Park Theatre – until Saturday 28 October 2023

Reviewed by Claire Roderick

4****

Sibling rivalry and silly spooky shenanigans are a real Halloween treat in this energetic and atmospheric new comedy from Make It Beautiful Theatre Company.

After their father’s death Jack (Felix Grainger), Sarah (Cara Steele) and Connor (Gabriel Fogarty-Graveson) struggle to keep his pub running. Sarah (an entrepreneur with disastrously unfeasible ideas) and Connor (drifting from one mate’s sofa to another) return for the funeral and blame reliable Jack (the only one who stayed in town and visited their father in the care home) for the sorry state of business at The Nag’s Head. Behind her brother’s back, Sarah accepts a deal with an old uni friend who works for Greene King and tries to boost business so that they can get more money when they sell to that ubiquitous chain.

Sarah struggles to find The Nag’s Head’s USP, until she encounters Dr G Host and decides to market The Nag’s Head as the most haunted pub in Shireshire, helped by a front-page story about a mysterious painting that their father left them. Also thrown in are some ghostly romance, demonic possession, the cult of the Greene King, warnings from apparitions in the beer cellar and lessons about animal poo. Is this mysterious painting a tool of the devil or is it the family’s inability to deal openly with their grief that leads to the spiralling madness that leads to chaotic and explosive situations?

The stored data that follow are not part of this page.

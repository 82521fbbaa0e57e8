// SPDX-License-Identifier: Apache-2.0

//! The elastic buffer stage.
//!
//! A bounded FIFO of byte chunks bridging a producer and a consumer with
//! mismatched tempos. The buffer advertises readiness only while its queue
//! sits below the safety threshold, leaving the margin up to the hard limit
//! free for chunks a bursty producer already has in flight. End-of-stream
//! is tracked as a separate flag, never as a sentinel chunk, so an empty
//! chunk from an upstream adapter cannot be mistaken for EOS.

use crate::config::ElasticBufferConfig;
use crate::error::Error;
use crate::pipeline::PumpHandle;
use crate::stage::{
    ByteStreamConsumer, Consumer, DataInterface, Producer, Stage, already_bound,
};
use bytes::Bytes;
use std::cell::{Cell, RefCell};
use std::collections::VecDeque;
use std::rc::Rc;

/// A bounded FIFO of byte chunks between a fast producer and a slow
/// consumer.
pub struct ElasticBuffer {
    config: ElasticBufferConfig,
    queue: VecDeque<Bytes>,
    consumer: Option<Rc<RefCell<dyn ByteStreamConsumer>>>,
    scheduler: Option<PumpHandle>,
    depth_probe: Option<Rc<Cell<usize>>>,
    started: bool,
    eos_pending: bool,
    done: bool,
}

impl ElasticBuffer {
    /// Creates a buffer with the default queue limits.
    #[must_use]
    pub fn new() -> Self {
        ElasticBuffer::with_config(ElasticBufferConfig::default())
    }

    /// Creates a buffer with explicit queue limits.
    #[must_use]
    pub fn with_config(config: ElasticBufferConfig) -> Self {
        ElasticBuffer {
            config,
            queue: VecDeque::new(),
            consumer: None,
            scheduler: None,
            depth_probe: None,
            started: false,
            eos_pending: false,
            done: false,
        }
    }

    /// Attaches a probe recording the maximum queue depth observed, for
    /// flow-control diagnostics and tests.
    #[must_use]
    pub fn with_depth_probe(mut self, probe: Rc<Cell<usize>>) -> Self {
        self.depth_probe = Some(probe);
        self
    }

    /// Current queue depth.
    #[must_use]
    pub fn depth(&self) -> usize {
        self.queue.len()
    }

    fn consumer(&self) -> Option<Rc<RefCell<dyn ByteStreamConsumer>>> {
        self.consumer.clone()
    }
}

impl Default for ElasticBuffer {
    fn default() -> Self {
        ElasticBuffer::new()
    }
}

impl Stage for ElasticBuffer {
    fn name(&self) -> &'static str {
        "elastic-buffer"
    }

    fn data_interface(&self) -> Option<DataInterface> {
        Some(DataInterface::ByteStream)
    }

    fn output_interface(&self) -> Option<DataInterface> {
        Some(DataInterface::ByteStream)
    }

    fn connect(&mut self, scheduler: PumpHandle) {
        self.scheduler = Some(scheduler);
    }

    fn is_ready(&self) -> bool {
        !self.done && self.queue.len() < self.config.ready_threshold()
    }

    fn pump(&mut self) -> Result<(), Error> {
        if self.done {
            return Ok(());
        }
        let Some(consumer) = self.consumer() else {
            return Ok(());
        };

        // Drain in order while the consumer keeps accepting.
        while !self.queue.is_empty() && consumer.borrow().is_ready() {
            let chunk = self
                .queue
                .pop_front()
                .ok_or_else(|| Error::internal("Elastic buffer queue drained concurrently"))?;
            consumer.borrow_mut().on_next(chunk);
        }

        if self.queue.is_empty() && self.eos_pending {
            self.eos_pending = false;
            self.done = true;
            consumer.borrow_mut().on_complete();
        }
        Ok(())
    }

    fn is_done(&self) -> bool {
        self.done
    }

    fn close(&mut self) {
        self.queue.clear();
        self.eos_pending = false;
        self.done = true;
    }
}

impl Producer for ElasticBuffer {
    fn bind(&mut self, consumer: Consumer) -> Result<(), Error> {
        if self.consumer.is_some() {
            return Err(already_bound(self.name()));
        }
        match consumer {
            Consumer::ByteStream(consumer) => {
                self.consumer = Some(consumer);
                Ok(())
            }
            other => Err(crate::stage::binding_error(
                self.name(),
                DataInterface::ByteStream,
                other.interface(),
            )),
        }
    }
}

impl ByteStreamConsumer for ElasticBuffer {
    fn on_start(&mut self) {
        if self.started || self.done {
            return;
        }
        self.started = true;
        if let Some(consumer) = self.consumer() {
            consumer.borrow_mut().on_start();
        }
    }

    fn on_next(&mut self, chunk: Bytes) {
        if self.done {
            tracing::warn!(stage = self.name(), "dropping chunk delivered after done");
            return;
        }
        if self.queue.len() >= self.config.queue_limit {
            // The producer ignored readiness all the way past the margin.
            if let Some(scheduler) = &self.scheduler {
                scheduler.report_unhandled_error(Error::internal("Elastic buffer overflowed"));
            }
            return;
        }
        self.queue.push_back(chunk);
        if let Some(probe) = &self.depth_probe {
            probe.set(probe.get().max(self.queue.len()));
        }
        if let Some(scheduler) = &self.scheduler {
            scheduler.pump_data();
        }
    }

    fn on_complete(&mut self) {
        if self.done {
            return;
        }
        self.eos_pending = true;
        if let Some(scheduler) = &self.scheduler {
            scheduler.pump_data();
        }
    }

    fn on_error(&mut self, error: Error) {
        self.queue.clear();
        self.done = true;
        if let Some(scheduler) = &self.scheduler {
            if error.is_regular() {
                scheduler.report_regular_error(error);
            } else {
                scheduler.report_unhandled_error(error);
            }
        }
    }
}

#[cfg(test)]
mod tests {
    use super::*;

    /// Downstream recorder with switchable readiness.
    struct Recorder {
        chunks: Rc<RefCell<Vec<Bytes>>>,
        complete: Rc<Cell<bool>>,
        ready: Rc<Cell<bool>>,
    }

    impl Stage for Recorder {
        fn name(&self) -> &'static str {
            "recorder"
        }
        fn data_interface(&self) -> Option<DataInterface> {
            Some(DataInterface::ByteStream)
        }
        fn output_interface(&self) -> Option<DataInterface> {
            None
        }
        fn connect(&mut self, _scheduler: PumpHandle) {}
        fn is_ready(&self) -> bool {
            self.ready.get()
        }
        fn is_done(&self) -> bool {
            false
        }
        fn close(&mut self) {}
    }

    impl ByteStreamConsumer for Recorder {
        fn on_start(&mut self) {}
        fn on_next(&mut self, chunk: Bytes) {
            self.chunks.borrow_mut().push(chunk);
        }
        fn on_complete(&mut self) {
            self.complete.set(true);
        }
        fn on_error(&mut self, _error: Error) {}
    }

    fn harness(
        config: ElasticBufferConfig,
    ) -> (
        ElasticBuffer,
        Rc<RefCell<Vec<Bytes>>>,
        Rc<Cell<bool>>,
        Rc<Cell<bool>>,
    ) {
        let chunks = Rc::new(RefCell::new(Vec::new()));
        let complete = Rc::new(Cell::new(false));
        let ready = Rc::new(Cell::new(true));
        let recorder = Rc::new(RefCell::new(Recorder {
            chunks: chunks.clone(),
            complete: complete.clone(),
            ready: ready.clone(),
        }));
        let mut buffer = ElasticBuffer::with_config(config);
        buffer
            .bind(Consumer::ByteStream(recorder))
            .expect("bind recorder");
        (buffer, chunks, complete, ready)
    }

    #[test]
    fn readiness_tracks_the_safety_threshold() {
        let config = ElasticBufferConfig {
            queue_limit: 4,
            safety_margin: 2,
        };
        let (mut buffer, _chunks, _complete, ready) = harness(config);
        ready.set(false); // hold everything in the queue

        assert!(buffer.is_ready());
        buffer.on_next(Bytes::from_static(b"a"));
        assert!(buffer.is_ready());
        buffer.on_next(Bytes::from_static(b"b"));
        // At the threshold (limit - margin = 2) the buffer stops accepting.
        assert!(!buffer.is_ready());
        assert_eq!(buffer.depth(), 2);
    }

    #[test]
    fn empty_chunk_is_not_confused_with_eos() {
        let (mut buffer, chunks, complete, _ready) = harness(ElasticBufferConfig::default());

        buffer.on_next(Bytes::new());
        buffer.pump().expect("pump");

        assert_eq!(chunks.borrow().len(), 1);
        assert!(chunks.borrow()[0].is_empty());
        assert!(!complete.get(), "an empty chunk must not complete the stream");
        assert!(!buffer.is_done());

        buffer.on_complete();
        buffer.pump().expect("pump");
        assert!(complete.get());
        assert!(buffer.is_done());
    }

    #[test]
    fn eos_waits_until_the_queue_drains() {
        let (mut buffer, chunks, complete, ready) = harness(ElasticBufferConfig::default());
        ready.set(false);

        buffer.on_next(Bytes::from_static(b"tail"));
        buffer.on_complete();
        buffer.pump().expect("pump");
        assert!(!complete.get(), "EOS must not overtake queued chunks");

        ready.set(true);
        buffer.pump().expect("pump");
        assert_eq!(chunks.borrow().len(), 1);
        assert!(complete.get());
    }

    #[test]
    fn chunks_flow_through_in_order() {
        let (mut buffer, chunks, _complete, ready) = harness(ElasticBufferConfig::default());
        ready.set(false);
        for byte in 0u8..5 {
            buffer.on_next(Bytes::from(vec![byte]));
        }
        ready.set(true);
        buffer.pump().expect("pump");

        let seen: Vec<u8> = chunks.borrow().iter().map(|chunk| chunk[0]).collect();
        assert_eq!(seen, [0, 1, 2, 3, 4]);
    }
}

The bond between the siblings is portrayed beautifully – no matter the insults, apathy (no one remembers the name of Jack’s girlfriend of 15 years!) and jealously, the unbreakable love and affection always shines through in writers Grainger and Fogarty-Graveson’s script. The running jokes bed in well and the physical comedy from the cast is as strong as the dialogue. Steele embodies every horror film’s cliché portrayal of possession as Sarah becomes obsessed with consistency in a fantastically dynamic performance. Fogarty-Graveson is sweetly ridiculous as the snarky and hapless Connor he acts out his dates with the mysterious Mary, and hilarious as the insane characters who visit the pub. Grainger is madly OTT as Dr Host, and a bundle of frustration as Jack.

The simple yet effective set evokes the sticky floors and mismatched furniture of rundown village pubs, and Beril Yavuz’s lighting ramps up the tension and frames the scares brilliantly. Alice Chambers directs skilfully, allowing the humour, scares and pathos to mix seamlessly.

The Nag’s Head is a story of grief, sibling love and the nonsensical systems we develop to heal rifts, interweaved with paranormal phenomena and bonkers comedy – what’s not to like?